In the last section, we proved that the nonzero fractional ideals of a Dedekind domain $A$ with quotient field $K$, form an Abelian group $I$ under the operation

of multiplication of ideals. The nonzero principal fractional ideals, that is the ideals of the form $\alpha A={\alpha a \mid a \in A}$ with $\alpha \neq 0$ in $K$, form a subgroup $P$ of $I$. The quotient group $I / P$ is called the ideal class group of $K$. The elements of $I / P$ are called the ideal classes. The cardinality of the ideal class group is called the class number of $K$. We will denote the class number of $K$ by $h_{K}$. In this section we shall show that the class number of a number field is finite, in which $A=\mathcal{O}_{K}$.

Recall that for a nonzero ideal $a$ of $\mathcal{O}{K}$, its norm $N(\mathrm{a})$ is the cardinality of the quotient ring $\mathcal{O}{K} / a$. We have seen that this cardinality is finite.

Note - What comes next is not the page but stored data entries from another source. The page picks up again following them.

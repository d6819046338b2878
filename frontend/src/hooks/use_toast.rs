use std::rc::Rc;
use yew::prelude::*;
use wasm_bindgen_futures::spawn_local;
use gloo::timers::future::TimeoutFuture;
use crate::services::config::use_config;
use crate::services::logging::Logger;

/// A transient confirmation shown in the corner of the page
#[derive(Clone, Debug, PartialEq)]
pub struct ToastMessage {
    pub title: String,
    pub description: String,
}

impl ToastMessage {
    pub fn new(title: impl Into<String>, description: impl Into<String>) -> Self {
        Self {
            title: title.into(),
            description: description.into(),
        }
    }
}

#[derive(Clone, PartialEq)]
struct Toast {
    id: u64,
    message: ToastMessage,
}

#[derive(Default, PartialEq)]
struct ToastList {
    toasts: Vec<Toast>,
}

enum ToastAction {
    Show(Toast),
    Dismiss(u64),
}

impl Reducible for ToastList {
    type Action = ToastAction;

    fn reduce(self: Rc<Self>, action: Self::Action) -> Rc<Self> {
        let mut toasts = self.toasts.clone();
        match action {
            ToastAction::Show(toast) => toasts.push(toast),
            ToastAction::Dismiss(id) => toasts.retain(|toast| toast.id != id),
        }
        Rc::new(ToastList { toasts })
    }
}

#[derive(Clone, PartialEq, Default)]
pub struct ToastContext {
    pub show: Callback<ToastMessage>,
}

#[derive(Properties, PartialEq)]
pub struct ToastProviderProps {
    #[prop_or_default]
    pub children: Html,
}

#[function_component(ToastProvider)]
pub fn toast_provider(props: &ToastProviderProps) -> Html {
    let config = use_config();
    let toasts = use_reducer(ToastList::default);
    let next_id = use_mut_ref(|| 0u64);

    let show = {
        let dispatcher = toasts.dispatcher();
        let next_id = next_id.clone();
        use_callback(config.toast_duration_ms, move |message: ToastMessage, duration_ms| {
            let id = {
                let mut next_id = next_id.borrow_mut();
                *next_id += 1;
                *next_id
            };
            Logger::debug_with_component("ToastProvider", &format!("Showing toast: {}", message.title));
            dispatcher.dispatch(ToastAction::Show(Toast { id, message }));

            // Auto-dismiss
            let dispatcher = dispatcher.clone();
            let duration_ms = *duration_ms;
            spawn_local(async move {
                TimeoutFuture::new(duration_ms).await;
                dispatcher.dispatch(ToastAction::Dismiss(id));
            });
        })
    };

    let context = ToastContext { show };

    html! {
        <ContextProvider<ToastContext> {context}>
            {props.children.clone()}
            <div class="toaster" role="status" aria-live="polite">
                {for toasts.toasts.iter().map(|toast| {
                    let onclick = {
                        let dispatcher = toasts.dispatcher();
                        let id = toast.id;
                        Callback::from(move |_: MouseEvent| {
                            dispatcher.dispatch(ToastAction::Dismiss(id));
                        })
                    };

                    html! {
                        <div class="toast" key={toast.id.to_string()} {onclick}>
                            <div class="toast-title">{&toast.message.title}</div>
                            <div class="toast-description">{&toast.message.description}</div>
                        </div>
                    }
                })}
            </div>
        </ContextProvider<ToastContext>>
    }
}

/// Callback that shows a toast. Outside a `ToastProvider` the toast is only logged.
#[hook]
pub fn use_toast() -> Callback<ToastMessage> {
    match use_context::<ToastContext>() {
        Some(context) => context.show,
        None => Callback::from(|message: ToastMessage| {
            Logger::warn_with_component(
                "use_toast",
                &format!("No ToastProvider, dropping toast: {}", message.title),
            );
        }),
    }
}
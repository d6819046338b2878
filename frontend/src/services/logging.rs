use serde::Serialize;
use std::cell::Cell;
use std::fmt;
use std::str::FromStr;

#[derive(Debug, Clone, Copy, PartialEq, Eq, PartialOrd, Ord)]
pub enum LogLevel {
    Debug,
    Info,
    Warn,
    Error,
}

impl LogLevel {
    fn as_str(&self) -> &'static str {
        match self {
            LogLevel::Debug => "DEBUG",
            LogLevel::Info => "INFO",
            LogLevel::Warn => "WARN",
            LogLevel::Error => "ERROR",
        }
    }
}

#[derive(Debug, Clone, PartialEq, Eq)]
pub struct LogLevelParseError(pub String);

impl fmt::Display for LogLevelParseError {
    fn fmt(&self, f: &mut fmt::Formatter<'_>) -> fmt::Result {
        write!(f, "unknown log level: {}", self.0)
    }
}

impl FromStr for LogLevel {
    type Err = LogLevelParseError;

    fn from_str(s: &str) -> Result<Self, Self::Err> {
        match s.trim().to_ascii_lowercase().as_str() {
            "debug" => Ok(LogLevel::Debug),
            "info" => Ok(LogLevel::Info),
            "warn" | "warning" => Ok(LogLevel::Warn),
            "error" => Ok(LogLevel::Error),
            _ => Err(LogLevelParseError(s.to_string())),
        }
    }
}

thread_local! {
    static MIN_LEVEL: Cell<LogLevel> = const { Cell::new(LogLevel::Info) };
}

/// Component-tagged logging to the browser console
pub struct Logger;

impl Logger {
    /// Set the minimum level; called once at startup
    pub fn init(level: LogLevel) {
        MIN_LEVEL.with(|min| min.set(level));
    }

    pub fn enabled(level: LogLevel) -> bool {
        MIN_LEVEL.with(|min| level >= min.get())
    }

    pub fn debug_with_component(component: &str, message: &str) {
        Self::log(LogLevel::Debug, message, component);
    }

    pub fn info_with_component(component: &str, message: &str) {
        Self::log(LogLevel::Info, message, component);
    }

    pub fn warn_with_component(component: &str, message: &str) {
        Self::log(LogLevel::Warn, message, component);
    }

    pub fn error_with_component(component: &str, message: &str) {
        Self::log(LogLevel::Error, message, component);
    }

    /// Log `message` followed by the JSON form of `payload`.
    /// A payload that fails to serialize is reported as an error instead.
    pub fn info_with_payload<T: Serialize>(component: &str, message: &str, payload: &T) {
        match payload_line(message, payload) {
            Ok(line) => Self::info_with_component(component, &line),
            Err(line) => Self::error_with_component(component, &line),
        }
    }

    fn log(level: LogLevel, message: &str, component: &str) {
        if !Self::enabled(level) {
            return;
        }

        let line = format_line(level, component, message);
        match level {
            LogLevel::Debug => gloo::console::debug!(line),
            LogLevel::Info => gloo::console::info!(line),
            LogLevel::Warn => gloo::console::warn!(line),
            LogLevel::Error => gloo::console::error!(line),
        }
    }
}

fn payload_line<T: Serialize>(message: &str, payload: &T) -> Result<String, String> {
    serde_json::to_string(payload)
        .map(|json| format!("{} {}", message, json))
        .map_err(|e| format!("{} (payload not serializable: {})", message, e))
}

fn format_line(level: LogLevel, component: &str, message: &str) -> String {
    format!("[{}] [{}] {}", level.as_str(), component, message)
}
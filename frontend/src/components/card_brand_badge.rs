use yew::prelude::*;
use shared::CardBrand;

#[derive(Properties, PartialEq)]
pub struct CardBrandBadgeProps {
    pub brand: CardBrand,
    /// Smaller variant used inside the edit dialog header
    #[prop_or_default]
    pub compact: bool,
}

#[function_component(CardBrandBadge)]
pub fn card_brand_badge(props: &CardBrandBadgeProps) -> Html {
    let mut class = classes!("brand-badge");
    if props.compact {
        class.push("compact");
    }

    match props.brand {
        CardBrand::Mastercard => html! {
            <div class={classes!(class, "brand-mastercard")} title={props.brand.badge_label()}>
                <div class="mastercard-circle left"></div>
                <div class="mastercard-circle right"></div>
            </div>
        },
        brand => html! {
            <div class={classes!(class, format!("brand-{}", brand.as_str()))}>
                <span class="brand-label">{brand.badge_label()}</span>
            </div>
        },
    }
}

Theorem 3.67. Suppose $(\alpha)=\alpha \mathcal{O}{K}$ is a principal ideal of $\mathcal{O}{K}$. Then we have
$$N((\alpha))=\left|N_{K / Q}(\alpha)\right|$$
Proof. If $\alpha=0$ there is nothing to prove, Otherwise, write $\mathcal{O}{K}=\mathbb{Z} \alpha{1} \oplus$ $\cdots \oplus \mathbb{Z} \alpha_{n}$, where $n=[K: \mathbb{Q}]$. By Proposition $3.42$, we can also write $((\alpha))=$ $\mathbb{Z} \beta_{1} \oplus \ldots \oplus \mathbb{Z} \beta_{n}$, where
$$\beta_{i}=\sum_{j=i}^{n} a_{j i} \alpha_{j}$$
with $a_{i i}>0$. By Theorem 3.47, $N((\alpha))=a_{11} \ldots a_{n n}$. On the other hand,
$$(\alpha)=\mathbb{Z} \alpha \alpha_{1} \oplus \cdots \oplus \mathbb{Z} \alpha \alpha_{n}$$
which shows that $\left{\alpha \alpha_{1}, \ldots, \alpha \alpha_{n}\right}$ is a $\mathbb{Z}$-basis of $(\alpha)$. The transition matrix $U$ from $\left{\beta_{1}, \ldots, \beta_{n}\right}$ to $\left{\alpha \alpha_{1}, \ldots, \alpha \alpha_{n}\right}$ is unimodular. If for $i<j$ we let $a_{i j}=0$ and put $M=\left(a_{i j}\right)$, then
$$\alpha\left(\begin{array}{c} \alpha_{1} \ \vdots \ \alpha_{n} \end{array}\right)=U M\left(\begin{array}{c} \alpha_{1} \ \vdots \ \alpha_{n} \end{array}\right)$$
Therefore,
$$\left|N_{K / \mathbb{Q}}(\alpha)\right|=|\operatorname{det}(U M)|=|\operatorname{det}(M)|=\left|N\left(\alpha \mathcal{O}_{K}\right)\right|$$

## 数学代写|代数数论代写Algebraic number theory代考|Arithmetic in Relative Extensions

Throughout this chapter, $K$ will denote a number field and $k$ a subfield of $K$. The extension $K / k$ will be called a relative extension of number fields. We put $\mathfrak{o}=\mathcal{O}{k}$ and $\mathcal{O}=\mathcal{O}{K}$.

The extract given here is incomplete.